Pengamat asuransi Dedy Kristianto membeberkan penyebab masifnya kasus asuransi di Indonesia. “Memang seperti yang kita ketahui banyak. Mungkin ada 11 atau 12 perusahaan asuransi yang bermasalah menurut saya,” kata Dedy. Namun, Dedy tak membeberkan perusahaan-perusahaan asuransi yang bermasalah. Dia pun membeberkan permasalahan yang mendera industri asuransi. “Pertama karena pengawasan yang tidak melekat. Pengawasan yang tidak ketat dan tidak melekat dari regulator, dalam hal ini OJK (Otoritas Jasa Keuangan). Jadi, kalau saya lihat OJK jilid yang lalu itu kurang sekali dalam hal pengawasan terhadap perusahaan asuransi,” jelas Dedy. Menurutnya, pengawasan itu bisa dari sisi pemilihan atau pengangkatan direksi, kemudian dalam hal operasional perusahaan asuransi dari A sampai Z-nya sehingga kasus-kasus itu bisa muncul.

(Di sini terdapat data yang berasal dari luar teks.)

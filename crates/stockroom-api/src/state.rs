//! Shared application state.

use std::sync::Arc;

use stockroom_catalog::checkout::CheckoutService;
use stockroom_catalog::repository::ProductRepository;

/// Application state shared across all request handlers.
#[derive(Clone)]
pub struct AppState {
    /// Cached, breaker-guarded product access.
    pub repository: Arc<ProductRepository>,
    /// Purchase transactions.
    pub checkout: Arc<CheckoutService>,
}

impl AppState {
    /// Create new application state.
    #[must_use]
    pub fn new(repository: Arc<ProductRepository>, checkout: Arc<CheckoutService>) -> Self {
        Self {
            repository,
            checkout,
        }
    }
}
//! Stockroom API server entry point.

use std::sync::Arc;

use sqlx::postgres::PgPoolOptions;
use stockroom_api::config::ApiConfig;
use stockroom_api::error::AppError;
use stockroom_api::state::AppState;
use stockroom_api::telemetry;
use stockroom_cache::{RedisCache, RedisInvoiceQueue};
use stockroom_catalog::breaker::{BreakerSettings, CircuitBreaker};
use stockroom_catalog::checkout::CheckoutService;
use stockroom_catalog::repository::ProductRepository;
use stockroom_core::clock::{Clock, SystemClock};
use stockroom_core::event::{CHECKOUT_EVENTS_TOPIC, PRODUCT_EVENTS_TOPIC};
use stockroom_core::invoice::{InvoiceBackend, InvoiceDispatcher};
use stockroom_core::publisher::EventPublisher;
use stockroom_store::pg_product_store::PgProductStore;
use stockroom_stream::{JetStreamPublisher, TopicInvoiceDispatcher};
use tower_http::cors::CorsLayer;
use tower_http::trace::TraceLayer;

#[tokio::main]
async fn main() -> Result<(), AppError> {
    // Local development reads a .env file when present.
    let _ = dotenvy::dotenv();

    let config = ApiConfig::from_env()?;
    let telemetry_guard = telemetry::init(config.otlp_endpoint.as_deref())?;

    tracing::info!("Starting Stockroom API server");

    // Primary store.
    let pool = PgPoolOptions::new()
        .max_connections(10)
        .connect(&config.database_url)
        .await?;
    stockroom_store::MIGRATOR.run(&pool).await?;
    let store = Arc::new(PgProductStore::new(pool));

    // Cache.
    let redis = stockroom_cache::connect(&config.redis_url)
        .await
        .map_err(|e| AppError::Cache(e.to_string()))?;
    let cache = Arc::new(RedisCache::new(redis.clone()));

    // Event stream.
    let nats = async_nats::connect(&config.nats_url)
        .await
        .map_err(|e| AppError::Broker(format!("connect to {}: {e}", config.nats_url)))?;
    let jetstream = JetStreamPublisher::new(async_nats::jetstream::new(nats))
        .with_partitions(config.partitions);
    for topic in [PRODUCT_EVENTS_TOPIC, CHECKOUT_EVENTS_TOPIC] {
        jetstream
            .ensure_topic(topic)
            .await
            .map_err(|e| AppError::Broker(e.to_string()))?;
    }
    let publisher: Arc<dyn EventPublisher> = Arc::new(jetstream);

    let dispatcher: Arc<dyn InvoiceDispatcher> = match config.invoice_backend {
        InvoiceBackend::Queue => Arc::new(RedisInvoiceQueue::new(redis)),
        InvoiceBackend::Stream => Arc::new(TopicInvoiceDispatcher::new(publisher.clone())),
    };

    // Build application state.
    let clock: Arc<dyn Clock> = Arc::new(SystemClock);
    let breaker = Arc::new(CircuitBreaker::new(BreakerSettings::default(), clock.clone()));
    let repository = ProductRepository::new(
        store.clone(),
        cache.clone(),
        breaker,
        publisher.clone(),
        clock.clone(),
    )
    .with_query_timeout(config.query_timeout);
    let checkout = CheckoutService::new(store, cache, publisher, dispatcher, clock);
    let app_state = AppState::new(Arc::new(repository), Arc::new(checkout));

    // TODO: Replace CorsLayer::permissive() with restricted origins for production.
    let app = stockroom_api::app(app_state)
        .layer(TraceLayer::new_for_http())
        .layer(CorsLayer::permissive());

    // Start server.
    let addr = config.bind_addr()?;
    tracing::info!(
        %addr,
        invoice_backend = %config.invoice_backend,
        partitions = config.partitions,
        "Listening"
    );

    let listener = tokio::net::TcpListener::bind(addr).await?;

    axum::serve(listener, app)
        .with_graceful_shutdown(shutdown_signal())
        .await?;

    tracing::info!("Stockroom API server stopped");
    telemetry_guard.shutdown();
    Ok(())
}

/// Resolves on Ctrl+C or, on Unix, SIGTERM.
async fn shutdown_signal() {
    let ctrl_c = async {
        if let Err(e) = tokio::signal::ctrl_c().await {
            tracing::error!(error = %e, "failed to listen for Ctrl+C");
            std::future::pending::<()>().await;
        }
    };

    #[cfg(unix)]
    let terminate = async {
        match tokio::signal::unix::signal(tokio::signal::unix::SignalKind::terminate()) {
            Ok(mut signal) => {
                signal.recv().await;
            }
            Err(e) => {
                tracing::error!(error = %e, "failed to listen for SIGTERM");
                std::future::pending::<()>().await;
            }
        }
    };

    #[cfg(not(unix))]
    let terminate = std::future::pending::<()>();

    tokio::select! {
        () = ctrl_c => {}
        () = terminate => {}
    }
    tracing::info!("shutdown signal received");
}
//! Invoice channel abstractions.

use std::fmt;
use std::str::FromStr;
use std::time::Duration;

use async_trait::async_trait;

use crate::error::DomainError;
use crate::event::InvoiceTask;

/// Hands an invoice task to whichever channel the deployment uses.
#[async_trait]
pub trait InvoiceDispatcher: Send + Sync {
    /// Queues `task` for asynchronous delivery.
    async fn dispatch(&self, task: &InvoiceTask) -> Result<(), DomainError>;
}

/// Worker-side view of the durable invoice queue.
///
/// Entries are raw payloads so the worker can drop ones that do not decode.
#[async_trait]
pub trait TaskQueue: Send + Sync {
    /// Blocks up to `timeout` for the head entry. `None` means the queue
    /// stayed empty.
    async fn pop(&self, timeout: Duration) -> Result<Option<String>, DomainError>;

    /// Appends a raw entry to the tail of the queue.
    async fn push_back(&self, payload: &str) -> Result<(), DomainError>;
}

/// Which channel carries invoice tasks. Exactly one is active per
/// deployment; the API produces to it and the worker consumes from it.
#[derive(Debug, Clone, Copy, Default, PartialEq, Eq)]
pub enum InvoiceBackend {
    /// The durable Redis list `queue:invoice_sending`.
    #[default]
    Queue,
    /// The partitioned `checkout-events` topic.
    Stream,
}

impl FromStr for InvoiceBackend {
    type Err = DomainError;

    fn from_str(value: &str) -> Result<Self, Self::Err> {
        match value.trim().to_ascii_lowercase().as_str() {
            "queue" => Ok(Self::Queue),
            "stream" => Ok(Self::Stream),
            other => Err(DomainError::Validation(format!(
                "unknown invoice backend {other:?}, expected \"queue\" or \"stream\""
            ))),
        }
    }
}

impl fmt::Display for InvoiceBackend {
    fn fmt(&self, f: &mut fmt::Formatter<'_>) -> fmt::Result {
        match self {
            Self::Queue => f.write_str("queue"),
            Self::Stream => f.write_str("stream"),
        }
    }
}
//! API server configuration from environment variables.

use std::net::SocketAddr;
use std::str::FromStr;
use std::time::Duration;

use stockroom_core::invoice::InvoiceBackend;

use crate::error::AppError;

/// Settings read once at startup.
#[derive(Debug, Clone, PartialEq)]
pub struct ApiConfig {
    /// PostgreSQL connection string (`DATABASE_URL`, required).
    pub database_url: String,
    /// Bind host (`HOST`).
    pub host: String,
    /// Bind port (`PORT`).
    pub port: u16,
    /// Redis for the cache and invoice queue (`REDIS_URL`).
    pub redis_url: String,
    /// NATS server (`NATS_URL`).
    pub nats_url: String,
    /// Partitions per topic (`EVENT_PARTITIONS`).
    pub partitions: u32,
    /// Active invoice channel (`INVOICE_BACKEND`).
    pub invoice_backend: InvoiceBackend,
    /// Timeout for each guarded store read (`DB_QUERY_TIMEOUT_MS`).
    pub query_timeout: Duration,
    /// OTLP collector; tracing stays local when unset
    /// (`OTEL_EXPORTER_OTLP_ENDPOINT`).
    pub otlp_endpoint: Option<String>,
}

impl ApiConfig {
    /// Reads the process environment.
    ///
    /// # Errors
    ///
    /// `AppError::Config` naming the first missing or invalid variable.
    pub fn from_env() -> Result<Self, AppError> {
        Self::from_lookup(|key| std::env::var(key).ok())
    }

    /// Reads settings through `lookup`, applying defaults for unset keys.
    ///
    /// # Errors
    ///
    /// `AppError::Config` naming the first missing or invalid variable.
    pub fn from_lookup<F>(lookup: F) -> Result<Self, AppError>
    where
        F: Fn(&str) -> Option<String>,
    {
        let text = |key: &str, default: &str| lookup(key).unwrap_or_else(|| default.to_string());

        let database_url = lookup("DATABASE_URL")
            .filter(|url| !url.trim().is_empty())
            .ok_or_else(|| {
                AppError::Config("DATABASE_URL environment variable must be set".into())
            })?;
        let partitions: u32 = parse(&lookup, "EVENT_PARTITIONS", 3)?;
        if partitions == 0 {
            return Err(AppError::Config("EVENT_PARTITIONS must be at least 1".into()));
        }
        let timeout_ms: u64 = parse(&lookup, "DB_QUERY_TIMEOUT_MS", 5000)?;
        if timeout_ms == 0 {
            return Err(AppError::Config("DB_QUERY_TIMEOUT_MS must be positive".into()));
        }

        Ok(Self {
            database_url,
            host: text("HOST", "0.0.0.0"),
            port: parse(&lookup, "PORT", 3000)?,
            redis_url: text("REDIS_URL", "redis://127.0.0.1:6379"),
            nats_url: text("NATS_URL", "nats://127.0.0.1:4222"),
            partitions,
            invoice_backend: parse(&lookup, "INVOICE_BACKEND", InvoiceBackend::Queue)?,
            query_timeout: Duration::from_millis(timeout_ms),
            otlp_endpoint: lookup("OTEL_EXPORTER_OTLP_ENDPOINT").filter(|v| !v.trim().is_empty()),
        })
    }

    /// The socket address to bind.
    ///
    /// # Errors
    ///
    /// `AppError::Config` if `HOST:PORT` is not a valid address.
    pub fn bind_addr(&self) -> Result<SocketAddr, AppError> {
        format!("{}:{}", self.host, self.port)
            .parse()
            .map_err(|e| AppError::Config(format!("invalid HOST:PORT combination: {e}")))
    }
}

fn parse<T, F>(lookup: &F, key: &str, default: T) -> Result<T, AppError>
where
    T: FromStr,
    T::Err: std::fmt::Display,
    F: Fn(&str) -> Option<String>,
{
    match lookup(key) {
        None => Ok(default),
        Some(raw) => raw
            .trim()
            .parse()
            .map_err(|e| AppError::Config(format!("{key} is invalid: {e}"))),
    }
}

Masalah berikutnya adalah pengawasan dalam good corporate governance (GCG). Ia menilai, GCG yang diterapkan perusahaan asuransi sangat minim sekali untuk dilakukan kontrol dan monitoringnya, sehingga perusahaan bisa bekerja dengan tidak menerapkan GCG. Mitigasi risikonya sangat kurang sekali untuk itu. Selanjutnya yang kedua dari sisi pemilihan rekrutmen agen dari perusahaan asuransi. Terkadang perusahaan asuransi itu hanya melakukan rekrutmen agen itu berdasarkan pre-oriented. Padahal, mereka harus mampu dijadikan sebagai ujung tombak perusahaan secara profesional.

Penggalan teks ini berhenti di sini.